3 1/2 Stars (out of 4)

Two of Everything

By Jeffrey M. Anderson

Just when you think you're never going to see certain movies, little miracles happen. Olive Films has resurrected this obscure but acclaimed Jean-Luc Godard feature -- along with a second one, Ici et ailleurs -- for a new DVD release. I'd heard about Numéro deux because two of the great American film critics, Jonathan Rosenbaum and J. Hoberman, slathered it in acclaim when it played in New York and Chicago back in the 1970s and 1980s.

Now I've had a chance to see it, and like many of Godard's later films, it's intelligent, often brilliant, and sometimes technically groundbreaking, but also infuriating, baffling, and even repellent.
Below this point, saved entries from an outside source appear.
//! # Money Module
//!
//! Provides the `Money` type for handling monetary values safely.
//!
//! ## Why Integer Money?
//!
//! The original register this system replaces kept prices in floating
//! point, where `0.1 + 0.2 != 0.3` and a three-way split of $10.00
//! silently loses a cent. Every monetary value here is an integer count
//! of cents; the only place a decimal point exists is display formatting.
//!
//! ## Usage
//! ```rust
//! use pawshop_core::money::Money;
//!
//! let price = Money::from_cents(1099); // $10.99
//! let line = price * 3i64;             // $32.97
//! let discount = line.percentage(1000); // 10% of the line
//! ```

use serde::{Deserialize, Serialize};
use std::fmt;
use std::ops::{Add, AddAssign, Mul, Sub, SubAssign};

use crate::types::TaxRate;

// =============================================================================
// Money Type
// =============================================================================

/// A monetary value in the smallest currency unit (cents).
///
/// ## Design Decisions
/// - **i64 (signed)**: change calculations and margins can go negative
/// - **Single field tuple struct**: zero-cost abstraction over i64
/// - **Serde transparent**: persists as a bare integer in the JSON slots
#[derive(
    Debug, Clone, Copy, Default, PartialEq, Eq, PartialOrd, Ord, Hash, Serialize, Deserialize,
)]
#[serde(transparent)]
pub struct Money(i64);

impl Money {
    /// Creates a Money value from cents.
    #[inline]
    pub const fn from_cents(cents: i64) -> Self {
        Money(cents)
    }

    /// Creates a Money value from major and minor units (dollars and cents).
    ///
    /// For negative amounts only the major unit should be negative:
    /// `from_major_minor(-5, 50)` is -$5.50.
    #[inline]
    pub const fn from_major_minor(major: i64, minor: i64) -> Self {
        if major < 0 {
            Money(major * 100 - minor)
        } else {
            Money(major * 100 + minor)
        }
    }

    /// Returns the value in cents.
    #[inline]
    pub const fn cents(&self) -> i64 {
        self.0
    }

    /// Returns the major unit (dollars) portion.
    #[inline]
    pub const fn dollars(&self) -> i64 {
        self.0 / 100
    }

    /// Returns the minor unit portion (always 0-99).
    #[inline]
    pub const fn cents_part(&self) -> i64 {
        (self.0 % 100).abs()
    }

    /// Zero money value.
    #[inline]
    pub const fn zero() -> Self {
        Money(0)
    }

    #[inline]
    pub const fn is_zero(&self) -> bool {
        self.0 == 0
    }

    #[inline]
    pub const fn is_positive(&self) -> bool {
        self.0 > 0
    }

    #[inline]
    pub const fn is_negative(&self) -> bool {
        self.0 < 0
    }

    /// Returns the larger of two values. Used for change (`max(0, cash - total)`).
    #[inline]
    pub fn max(self, other: Money) -> Money {
        Money(self.0.max(other.0))
    }

    /// Calculates a basis-point percentage of this amount, rounded half-up.
    ///
    /// ## Implementation
    /// Integer math: `(amount * bps + 5000) / 10000`. The +5000 provides
    /// rounding (5000/10000 = 0.5). i128 intermediate prevents overflow.
    ///
    /// ## Example
    /// ```rust
    /// use pawshop_core::money::Money;
    ///
    /// let subtotal = Money::from_cents(5500); // $55.00
    /// assert_eq!(subtotal.percentage(1000).cents(), 550); // 10% = $5.50
    /// ```
    pub fn percentage(&self, bps: u32) -> Money {
        let part = (self.0 as i128 * bps as i128 + 5000) / 10000;
        Money::from_cents(part as i64)
    }

    /// Calculates tax on this amount at the given rate.
    ///
    /// ## Example
    /// ```rust
    /// use pawshop_core::money::Money;
    /// use pawshop_core::types::TaxRate;
    ///
    /// let taxable = Money::from_cents(4950);       // $49.50
    /// let tax = taxable.calculate_tax(TaxRate::from_bps(1600)); // 16%
    /// assert_eq!(tax.cents(), 792);                // $7.92
    /// ```
    pub fn calculate_tax(&self, rate: TaxRate) -> Money {
        self.percentage(rate.bps())
    }

    /// Multiplies by a quantity (line totals).
    #[inline]
    pub const fn multiply_quantity(&self, qty: i64) -> Self {
        Money(self.0 * qty)
    }

    /// Returns this amount reduced by a basis-point discount.
    ///
    /// Used by the storefront for per-product percentage discounts.
    pub fn apply_percentage_discount(&self, discount_bps: u32) -> Money {
        *self - self.percentage(discount_bps)
    }
}

// =============================================================================
// Trait Implementations
// =============================================================================

/// Human-readable `$D.CC`. UI layers may localize; this is the receipt and
/// log format.
impl fmt::Display for Money {
    fn fmt(&self, f: &mut fmt::Formatter<'_>) -> fmt::Result {
        let sign = if self.0 < 0 { "-" } else { "" };
        write!(
            f,
            "{}${}.{:02}",
            sign,
            self.dollars().abs(),
            self.cents_part()
        )
    }
}

impl Add for Money {
    type Output = Self;

    #[inline]
    fn add(self, other: Self) -> Self {
        Money(self.0 + other.0)
    }
}

impl AddAssign for Money {
    #[inline]
    fn add_assign(&mut self, other: Self) {
        self.0 += other.0;
    }
}

impl Sub for Money {
    type Output = Self;

    #[inline]
    fn sub(self, other: Self) -> Self {
        Money(self.0 - other.0)
    }
}

impl SubAssign for Money {
    #[inline]
    fn sub_assign(&mut self, other: Self) {
        self.0 -= other.0;
    }
}

impl Mul<i64> for Money {
    type Output = Self;

    #[inline]
    fn mul(self, qty: i64) -> Self {
        Money(self.0 * qty)
    }
}

impl Mul<i32> for Money {
    type Output = Self;

    #[inline]
    fn mul(self, qty: i32) -> Self {
        Money(self.0 * qty as i64)
    }
}

impl std::iter::Sum for Money {
    fn sum<I: Iterator<Item = Money>>(iter: I) -> Money {
        iter.fold(Money::zero(), |acc, m| acc + m)
    }
}

// =============================================================================
// Unit Tests
// =============================================================================

#[cfg(test)]
mod tests {
    use super::*;

    #[test]
    fn test_from_cents() {
        let money = Money::from_cents(1099);
        assert_eq!(money.cents(), 1099);
        assert_eq!(money.dollars(), 10);
        assert_eq!(money.cents_part(), 99);
    }

    #[test]
    fn test_from_major_minor() {
        assert_eq!(Money::from_major_minor(10, 99).cents(), 1099);
        assert_eq!(Money::from_major_minor(-5, 50).cents(), -550);
    }

    #[test]
    fn test_display() {
        assert_eq!(format!("{}", Money::from_cents(1099)), "$10.99");
        assert_eq!(format!("{}", Money::from_cents(500)), "$5.00");
        assert_eq!(format!("{}", Money::from_cents(-550)), "-$5.50");
        assert_eq!(format!("{}", Money::from_cents(0)), "$0.00");
    }

    #[test]
    fn test_arithmetic() {
        let a = Money::from_cents(1000);
        let b = Money::from_cents(500);

        assert_eq!((a + b).cents(), 1500);
        assert_eq!((a - b).cents(), 500);
        assert_eq!((a * 3i64).cents(), 3000);

        let total: Money = [a, b, b].into_iter().sum();
        assert_eq!(total.cents(), 2000);
    }

    #[test]
    fn test_percentage_rounding() {
        // $10.00 at 8.25% = $0.825 -> rounds to $0.83
        assert_eq!(Money::from_cents(1000).percentage(825).cents(), 83);
        // $55.00 at 10% = $5.50 exactly
        assert_eq!(Money::from_cents(5500).percentage(1000).cents(), 550);
    }

    #[test]
    fn test_register_tax_rate() {
        // The fixed register rate: 16% on the discounted base.
        let taxable = Money::from_cents(4950);
        assert_eq!(taxable.calculate_tax(TaxRate::from_bps(1600)).cents(), 792);
    }

    #[test]
    fn test_percentage_discount() {
        let price = Money::from_cents(10000);
        assert_eq!(price.apply_percentage_discount(1000).cents(), 9000);
        assert_eq!(price.apply_percentage_discount(0).cents(), 10000);
    }

    #[test]
    fn test_max_for_change() {
        let total = Money::from_cents(5220);
        let cash = Money::from_cents(5000);
        assert_eq!((cash - total).max(Money::zero()).cents(), 0);

        let cash = Money::from_cents(6000);
        assert_eq!((cash - total).max(Money::zero()).cents(), 780);
    }

    #[test]
    fn test_serde_transparent() {
        let json = serde_json::to_string(&Money::from_cents(5742)).unwrap();
        assert_eq!(json, "5742");
        let back: Money = serde_json::from_str("5742").unwrap();
        assert_eq!(back.cents(), 5742);
    }
}
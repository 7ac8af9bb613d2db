//! # Sales Operations
//!
//! Completing a register sale is the single moment state changes:
//! stock decrements, the sale is recorded, and the customer ledger rolls
//! up, all in one pass. Every guard fires before the first mutation, so
//! a rejected checkout leaves the shop untouched.

use chrono::{Datelike, Local, NaiveDate};
use tracing::info;

use pawshop_core::reports::{self, SalesReport};
use pawshop_core::{
    CoreError, PaymentMethod, RegisterSession, SaleTransaction, WALK_IN_CUSTOMER,
};

use crate::error::AppResult;
use crate::shop::Shop;

impl Shop {
    /// A fresh register session taxing at the store's configured rate.
    pub fn new_register_session(&self) -> RegisterSession {
        RegisterSession::with_tax_rate(self.config.tax_rate_bps)
    }

    /// Completes the register session as a sale.
    ///
    /// ## Order of operations
    /// 1. Session guards (empty cart, insufficient cash)
    /// 2. Stock re-check of every line against the current catalog
    /// 3. Stock decrement, sale record, ledger roll-up, persistence
    /// 4. Session reset
    pub fn complete_sale(&mut self, session: &mut RegisterSession) -> AppResult<SaleTransaction> {
        let totals = session.checkout()?;

        for line in &session.lines {
            let product = self.product(line.product_id)?;
            if line.quantity > product.quantity {
                return Err(CoreError::InsufficientStock {
                    name: product.name.clone(),
                    available: product.quantity,
                    requested: line.quantity,
                }
                .into());
            }
        }

        let now = Local::now();
        let is_cash = session.payment_method() == PaymentMethod::Cash;
        let sale = SaleTransaction {
            id: self.counters.next_sale(),
            customer_id: session.customer.as_ref().map(|c| c.id.clone()),
            customer_name: session
                .customer
                .as_ref()
                .map(|c| c.name.clone())
                .unwrap_or_else(|| WALK_IN_CUSTOMER.to_string()),
            date: now.date_naive(),
            time: now.format("%I:%M %p").to_string(),
            items: session.sale_items(),
            subtotal: totals.subtotal,
            discount: totals.discount_amount,
            tax: totals.tax_amount,
            total: totals.total,
            payment_method: session.payment_method(),
            cash_received: is_cash.then(|| session.cash_received()),
            change: is_cash.then_some(totals.change),
            status: "Completed".to_string(),
        };

        for line in &session.lines {
            self.adjust_stock(line.product_id, -line.quantity)?;
        }
        self.roll_up_sale(&sale)?;

        info!(id = %sale.id, total = %sale.total, method = %sale.payment_method, "sale completed");
        self.sales.push(sale.clone());
        self.save_sales()?;
        self.save_counters()?;
        session.clear();
        Ok(sale)
    }

    /// Printable receipt for a recorded sale.
    pub fn receipt(&self, sale: &SaleTransaction) -> String {
        pawshop_core::receipt::render_receipt(sale, &self.config.receipt_options())
    }

    // -------------------------------------------------------------------------
    // Reports
    // -------------------------------------------------------------------------

    pub fn daily_report(&self, date: NaiveDate) -> SalesReport {
        reports::daily_report(&self.sales, date)
    }

    pub fn monthly_report(&self, year: i32, month: u32) -> SalesReport {
        reports::monthly_report(&self.sales, year, month)
    }

    pub fn today_report(&self) -> SalesReport {
        self.daily_report(Local::now().date_naive())
    }

    pub fn this_month_report(&self) -> SalesReport {
        let now = Local::now().date_naive();
        self.monthly_report(now.year(), now.month())
    }
}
At most times in the movie, two video monitors are shown. For example, one monitor will show a depressing newscast while another shows clips from movies, casting weird perspectives from one to the other. Godard appears in another scene, alongside the two monitors, with a long sociopolitical rant.

But most of the movie takes place in a house, with a husband and wife, two kids, and an older couple (the grandparents). Sometimes the family watches TV, and we watch them in one monitor as they watch what's on the other monitor. But much of the time, the subject matter has to do with sex.

The husband and wife argue over sex, the mother walks around with a robe barely covering her naked body, and in one disturbing scene, the naked parents call the children into their bedroom for a quick lesson on sex (they describe it as two "sex mouths" kissing).

Godard often recalls the title, and how often the number "two" comes into play in regards to sex, and watching (two people, two eyes, two monitors, etc.). He wonders about phrases like "once," as in "once there was a man who..." Why did it only happen once?

I'm not sure this is very profound, and introducing children to frank sex sequences like that left me feeling a bit queasy. Yet, as with all Godard, just the fact that he asks questions about cinema -- and everything else -- is essential.

The new DVD contains no extras, but it includes a bit of trivia: Godard secured the money to make the movie by claiming that he was shooting a remake of Breathless.